Presented at European Finance Association Conference (2021), FIRS (2021), CICF (2021), Duke Finance Brownbag (2021), WFA* (2021), SFS Cavalcade* (2021), MFA* (2021), Adam Smith Workshop* (2021), ASU Sonoran Winter Finance Conference* (2021), 


Winner of the Jacob Gold & Associates Best Paper Award, ASU Sonoran Winter Finance Conference 2021.

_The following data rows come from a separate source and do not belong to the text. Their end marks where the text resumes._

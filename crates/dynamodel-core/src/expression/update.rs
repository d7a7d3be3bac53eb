//! Update and upsert `SET` statements.

use std::collections::HashSet;

use dynamodel_model::{Document, ExpressionFragment};

use super::placeholder::Placeholders;

/// `SET #u1 = :u1, #u2 = :u2, ...` over every key of `doc`, in key order.
/// Returns `None` for an empty document.
#[must_use]
pub fn stringify_update_statement(doc: &Document) -> Option<ExpressionFragment> {
    set_statement(doc, |_| true)
}

/// Like [`stringify_update_statement`], but keys not in `exact_keys` (fields
/// filled in by defaults or hooks rather than supplied by the caller) only
/// take effect when the stored item lacks them:
/// `#u2 = if_not_exists(#u2, :u2)`.
#[must_use]
pub fn stringify_upsert_statement(
    doc: &Document,
    exact_keys: &HashSet<String>,
) -> Option<ExpressionFragment> {
    set_statement(doc, |key| exact_keys.contains(key))
}

fn set_statement(doc: &Document, is_exact: impl Fn(&str) -> bool) -> Option<ExpressionFragment> {
    if doc.is_empty() {
        return None;
    }
    let mut placeholders = Placeholders::new();
    let mut clauses = Vec::with_capacity(doc.len());
    for (key, value) in doc.iter() {
        let (name, val) = placeholders.allocate("u");
        placeholders.bind_name(&name, key);
        clauses.push(if is_exact(key) {
            format!("{name} = {val}")
        } else {
            format!("{name} = if_not_exists({name}, {val})")
        });
        placeholders.bind_value(val, value.clone());
    }
    Some(placeholders.finish(format!("SET {}", clauses.join(", "))))
}
/// Parameters of [`Model::prepare_scan`].
#[derive(Debug, Clone, Default)]
pub struct ScanOptions {
    /// Filter over every item.
    pub filter: Option<Where>,
    /// Index to scan instead of the table.
    pub index: Option<String>,
    /// Attributes to return; all when empty.
    pub attributes: Vec<String>,
    /// Maximum items to evaluate.
    pub limit: Option<u32>,
}

// ---------------------------------------------------------------------------
// Model
// ---------------------------------------------------------------------------

/// A table model: schema, keys, indexes and configuration.
#[derive(Debug, Clone)]
pub struct Model {
    name: String,
    table_name: String,
    schema: Arc<Schema>,
    key: KeySchema,
    indexes: Vec<IndexDefinition>,
    config: ModelConfig,
}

Are US Monetary Surprises Surprising? Evidence from Global Markets with Sergey Sarkisyan and Tasaneeya Viratyosin

We show that FOMC announcement surprises are predicted by preceding ECB monetary policy announcement surprises. Specifically, a 1 p.p. ECB monetary policy surprise predicts a subsequent 0.25 p.p. FOMC surprise. We find little evidence that this predictability is due to the Fed using the ECB to update forecasts on the US economy or to the ECB releasing new information pertinent to near-term US macroeconomic conditions. Instead, we propose that the Fed responds to non-US economic conditions more strongly than investors expect. We find that the component of FOMC surprises predicted by ECB surprises has significant effects on the US economy. Our results suggest that the Fed’s response to non-US news is an important facet of monetary policy. 


Midwest Finance Association (2023)*, MFA Doctoral Symposium (2023)*, Trans-Atlantic Doctoral Conference (scheduled)


*Indicates presentation by coauthor


Pre-PhD

A New Analysis Strategy for Designs with Complex Aliasing with Abhyuday Mandal. Published in The American Statistician, 74 (3) 274-281.